Task details |
Report every line of the records below that includes the string "bool".

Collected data
════════════════
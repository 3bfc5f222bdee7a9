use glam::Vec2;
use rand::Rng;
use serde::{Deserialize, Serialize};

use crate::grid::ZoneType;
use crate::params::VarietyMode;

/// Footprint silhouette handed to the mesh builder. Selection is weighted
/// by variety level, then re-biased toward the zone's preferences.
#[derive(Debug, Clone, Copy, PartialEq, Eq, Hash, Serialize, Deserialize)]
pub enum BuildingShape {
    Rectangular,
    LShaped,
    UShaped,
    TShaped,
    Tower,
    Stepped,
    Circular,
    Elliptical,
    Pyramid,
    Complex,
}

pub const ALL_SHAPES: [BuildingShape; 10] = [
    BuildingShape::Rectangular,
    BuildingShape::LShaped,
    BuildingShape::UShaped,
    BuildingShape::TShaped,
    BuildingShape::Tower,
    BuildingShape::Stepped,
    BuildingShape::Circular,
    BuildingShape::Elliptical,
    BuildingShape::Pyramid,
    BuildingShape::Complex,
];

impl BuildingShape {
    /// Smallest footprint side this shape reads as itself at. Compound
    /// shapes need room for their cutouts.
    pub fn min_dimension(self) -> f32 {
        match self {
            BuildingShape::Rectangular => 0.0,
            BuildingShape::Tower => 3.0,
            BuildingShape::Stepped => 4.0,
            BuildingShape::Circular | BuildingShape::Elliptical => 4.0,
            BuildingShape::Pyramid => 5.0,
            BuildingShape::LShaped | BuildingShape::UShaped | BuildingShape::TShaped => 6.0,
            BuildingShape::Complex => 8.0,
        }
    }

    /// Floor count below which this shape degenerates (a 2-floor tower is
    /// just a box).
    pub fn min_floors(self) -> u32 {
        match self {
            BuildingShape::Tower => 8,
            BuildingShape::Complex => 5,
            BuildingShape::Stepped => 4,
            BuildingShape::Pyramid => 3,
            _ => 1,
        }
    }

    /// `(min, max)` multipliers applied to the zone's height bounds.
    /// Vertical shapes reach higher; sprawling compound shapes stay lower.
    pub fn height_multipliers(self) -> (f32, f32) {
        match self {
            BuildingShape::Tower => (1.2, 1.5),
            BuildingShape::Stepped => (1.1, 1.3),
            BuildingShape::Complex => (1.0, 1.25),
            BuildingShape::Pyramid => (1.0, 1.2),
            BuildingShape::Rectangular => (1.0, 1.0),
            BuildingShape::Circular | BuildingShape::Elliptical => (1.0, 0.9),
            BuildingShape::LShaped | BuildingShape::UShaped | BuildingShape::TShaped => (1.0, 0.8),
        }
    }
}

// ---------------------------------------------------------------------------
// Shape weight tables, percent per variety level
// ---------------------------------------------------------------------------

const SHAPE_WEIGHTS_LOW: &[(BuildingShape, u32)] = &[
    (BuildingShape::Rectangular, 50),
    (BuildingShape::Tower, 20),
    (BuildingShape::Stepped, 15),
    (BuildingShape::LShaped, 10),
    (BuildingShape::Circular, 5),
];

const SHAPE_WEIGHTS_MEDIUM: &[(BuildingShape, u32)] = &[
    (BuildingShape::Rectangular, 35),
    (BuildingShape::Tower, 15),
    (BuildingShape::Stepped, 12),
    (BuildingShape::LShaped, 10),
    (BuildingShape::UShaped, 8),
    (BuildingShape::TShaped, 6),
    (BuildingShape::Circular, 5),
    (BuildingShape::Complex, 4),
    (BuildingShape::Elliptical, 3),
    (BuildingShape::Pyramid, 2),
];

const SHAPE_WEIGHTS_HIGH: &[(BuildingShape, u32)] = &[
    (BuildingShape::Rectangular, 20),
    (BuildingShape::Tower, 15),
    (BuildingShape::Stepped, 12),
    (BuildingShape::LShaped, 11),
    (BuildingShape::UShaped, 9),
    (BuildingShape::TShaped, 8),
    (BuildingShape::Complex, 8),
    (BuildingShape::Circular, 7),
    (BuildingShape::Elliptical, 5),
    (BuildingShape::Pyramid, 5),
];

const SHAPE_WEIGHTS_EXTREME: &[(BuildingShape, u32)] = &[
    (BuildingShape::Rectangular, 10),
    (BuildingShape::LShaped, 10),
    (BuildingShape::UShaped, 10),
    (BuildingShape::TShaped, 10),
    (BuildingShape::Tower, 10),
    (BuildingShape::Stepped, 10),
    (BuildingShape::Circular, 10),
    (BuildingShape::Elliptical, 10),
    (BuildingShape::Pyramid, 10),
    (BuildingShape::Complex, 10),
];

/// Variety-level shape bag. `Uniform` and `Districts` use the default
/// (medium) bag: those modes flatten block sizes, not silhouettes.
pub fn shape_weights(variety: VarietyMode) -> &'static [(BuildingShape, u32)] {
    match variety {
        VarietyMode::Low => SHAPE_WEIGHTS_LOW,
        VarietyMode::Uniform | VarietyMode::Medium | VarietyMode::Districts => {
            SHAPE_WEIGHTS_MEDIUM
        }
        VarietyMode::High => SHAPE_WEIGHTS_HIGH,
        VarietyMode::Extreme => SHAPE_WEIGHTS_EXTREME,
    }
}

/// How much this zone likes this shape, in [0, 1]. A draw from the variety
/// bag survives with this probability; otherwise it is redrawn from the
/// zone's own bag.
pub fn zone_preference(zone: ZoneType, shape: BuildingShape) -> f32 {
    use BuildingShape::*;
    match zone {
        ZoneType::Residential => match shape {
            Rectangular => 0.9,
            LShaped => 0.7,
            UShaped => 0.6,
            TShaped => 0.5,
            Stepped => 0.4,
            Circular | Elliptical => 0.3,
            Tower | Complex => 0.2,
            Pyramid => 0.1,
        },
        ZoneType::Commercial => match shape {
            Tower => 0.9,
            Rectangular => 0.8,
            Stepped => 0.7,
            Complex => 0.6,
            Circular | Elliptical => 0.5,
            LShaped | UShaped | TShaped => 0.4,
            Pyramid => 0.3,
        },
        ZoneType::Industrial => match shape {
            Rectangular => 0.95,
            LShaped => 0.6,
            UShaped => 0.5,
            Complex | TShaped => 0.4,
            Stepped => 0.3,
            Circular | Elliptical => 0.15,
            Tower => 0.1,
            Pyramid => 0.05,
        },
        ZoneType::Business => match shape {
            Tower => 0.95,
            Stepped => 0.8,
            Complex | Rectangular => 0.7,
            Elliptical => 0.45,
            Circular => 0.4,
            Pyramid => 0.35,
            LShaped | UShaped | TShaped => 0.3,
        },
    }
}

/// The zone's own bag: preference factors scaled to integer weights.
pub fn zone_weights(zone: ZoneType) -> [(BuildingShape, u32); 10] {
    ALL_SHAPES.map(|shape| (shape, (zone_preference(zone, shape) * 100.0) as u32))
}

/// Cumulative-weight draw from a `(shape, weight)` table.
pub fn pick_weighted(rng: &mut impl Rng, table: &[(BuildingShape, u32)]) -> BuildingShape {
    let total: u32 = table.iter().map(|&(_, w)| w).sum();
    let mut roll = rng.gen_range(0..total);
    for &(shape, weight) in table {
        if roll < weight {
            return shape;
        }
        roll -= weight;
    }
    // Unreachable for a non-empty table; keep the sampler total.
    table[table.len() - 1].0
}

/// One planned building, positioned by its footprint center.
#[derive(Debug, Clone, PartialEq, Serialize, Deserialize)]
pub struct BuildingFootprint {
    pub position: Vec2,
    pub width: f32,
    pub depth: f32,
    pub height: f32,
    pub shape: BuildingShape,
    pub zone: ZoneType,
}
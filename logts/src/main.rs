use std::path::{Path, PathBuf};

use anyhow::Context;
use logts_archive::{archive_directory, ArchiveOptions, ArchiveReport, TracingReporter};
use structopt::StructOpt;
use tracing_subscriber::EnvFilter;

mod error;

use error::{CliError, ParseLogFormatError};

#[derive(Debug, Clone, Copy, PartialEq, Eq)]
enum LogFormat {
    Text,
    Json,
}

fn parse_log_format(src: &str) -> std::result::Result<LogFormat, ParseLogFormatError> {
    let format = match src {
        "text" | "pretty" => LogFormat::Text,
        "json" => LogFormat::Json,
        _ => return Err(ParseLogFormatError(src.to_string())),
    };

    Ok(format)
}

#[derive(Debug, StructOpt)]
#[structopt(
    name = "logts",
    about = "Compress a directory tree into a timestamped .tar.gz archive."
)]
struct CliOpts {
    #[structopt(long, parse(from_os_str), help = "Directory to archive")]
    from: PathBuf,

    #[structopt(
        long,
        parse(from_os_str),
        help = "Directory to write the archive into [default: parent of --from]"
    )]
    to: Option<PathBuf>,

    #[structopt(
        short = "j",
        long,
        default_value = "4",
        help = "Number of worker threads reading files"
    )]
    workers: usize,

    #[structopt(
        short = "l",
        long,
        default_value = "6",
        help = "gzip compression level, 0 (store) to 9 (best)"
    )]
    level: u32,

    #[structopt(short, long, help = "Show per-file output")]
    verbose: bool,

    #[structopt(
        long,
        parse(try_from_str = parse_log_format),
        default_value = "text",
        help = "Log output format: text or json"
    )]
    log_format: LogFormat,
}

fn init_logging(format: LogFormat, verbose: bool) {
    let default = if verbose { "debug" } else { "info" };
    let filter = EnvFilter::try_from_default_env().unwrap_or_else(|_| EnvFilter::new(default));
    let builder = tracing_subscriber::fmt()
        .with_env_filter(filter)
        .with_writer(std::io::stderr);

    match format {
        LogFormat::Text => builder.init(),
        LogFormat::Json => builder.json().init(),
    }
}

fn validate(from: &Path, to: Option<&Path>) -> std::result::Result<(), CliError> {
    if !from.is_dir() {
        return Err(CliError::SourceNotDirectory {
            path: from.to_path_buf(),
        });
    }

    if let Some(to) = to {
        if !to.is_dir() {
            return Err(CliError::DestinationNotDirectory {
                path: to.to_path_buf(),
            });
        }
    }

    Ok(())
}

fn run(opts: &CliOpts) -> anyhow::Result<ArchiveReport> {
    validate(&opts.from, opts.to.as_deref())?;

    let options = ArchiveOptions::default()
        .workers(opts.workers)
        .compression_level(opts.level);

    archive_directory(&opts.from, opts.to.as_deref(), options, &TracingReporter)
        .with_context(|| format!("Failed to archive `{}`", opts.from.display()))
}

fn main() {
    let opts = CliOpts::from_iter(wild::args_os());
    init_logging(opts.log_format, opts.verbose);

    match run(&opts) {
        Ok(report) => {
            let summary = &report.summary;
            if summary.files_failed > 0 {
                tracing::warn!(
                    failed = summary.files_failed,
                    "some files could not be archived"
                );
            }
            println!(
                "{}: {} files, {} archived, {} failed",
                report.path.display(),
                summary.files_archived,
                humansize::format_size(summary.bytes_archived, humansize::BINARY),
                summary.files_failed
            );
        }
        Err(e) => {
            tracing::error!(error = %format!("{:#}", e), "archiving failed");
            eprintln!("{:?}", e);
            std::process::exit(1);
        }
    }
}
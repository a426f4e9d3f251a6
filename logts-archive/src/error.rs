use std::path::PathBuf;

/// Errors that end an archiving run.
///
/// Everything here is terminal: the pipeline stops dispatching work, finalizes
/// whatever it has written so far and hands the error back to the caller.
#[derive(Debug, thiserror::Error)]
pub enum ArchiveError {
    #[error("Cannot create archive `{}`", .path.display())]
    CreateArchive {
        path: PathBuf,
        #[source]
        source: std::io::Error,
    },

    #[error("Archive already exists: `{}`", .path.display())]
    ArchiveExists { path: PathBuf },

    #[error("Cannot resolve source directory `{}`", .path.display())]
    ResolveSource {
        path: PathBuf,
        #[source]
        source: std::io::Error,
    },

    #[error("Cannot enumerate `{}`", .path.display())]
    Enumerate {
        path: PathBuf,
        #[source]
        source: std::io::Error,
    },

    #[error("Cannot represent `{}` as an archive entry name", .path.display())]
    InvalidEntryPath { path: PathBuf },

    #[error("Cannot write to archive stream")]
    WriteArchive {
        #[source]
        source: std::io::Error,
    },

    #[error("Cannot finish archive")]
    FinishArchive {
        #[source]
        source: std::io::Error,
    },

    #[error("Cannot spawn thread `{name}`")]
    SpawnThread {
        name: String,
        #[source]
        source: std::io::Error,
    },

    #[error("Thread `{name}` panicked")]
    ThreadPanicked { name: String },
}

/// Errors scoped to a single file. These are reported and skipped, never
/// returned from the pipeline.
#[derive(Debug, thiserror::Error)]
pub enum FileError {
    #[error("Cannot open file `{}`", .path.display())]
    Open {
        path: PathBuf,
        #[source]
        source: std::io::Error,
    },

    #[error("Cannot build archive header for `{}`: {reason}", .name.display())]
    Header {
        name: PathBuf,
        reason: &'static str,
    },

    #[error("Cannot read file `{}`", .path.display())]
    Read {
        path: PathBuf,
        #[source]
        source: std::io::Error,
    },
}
════════════════
Task response |
    verbose: bool,
fn init_logging(format: LogFormat, verbose: bool) {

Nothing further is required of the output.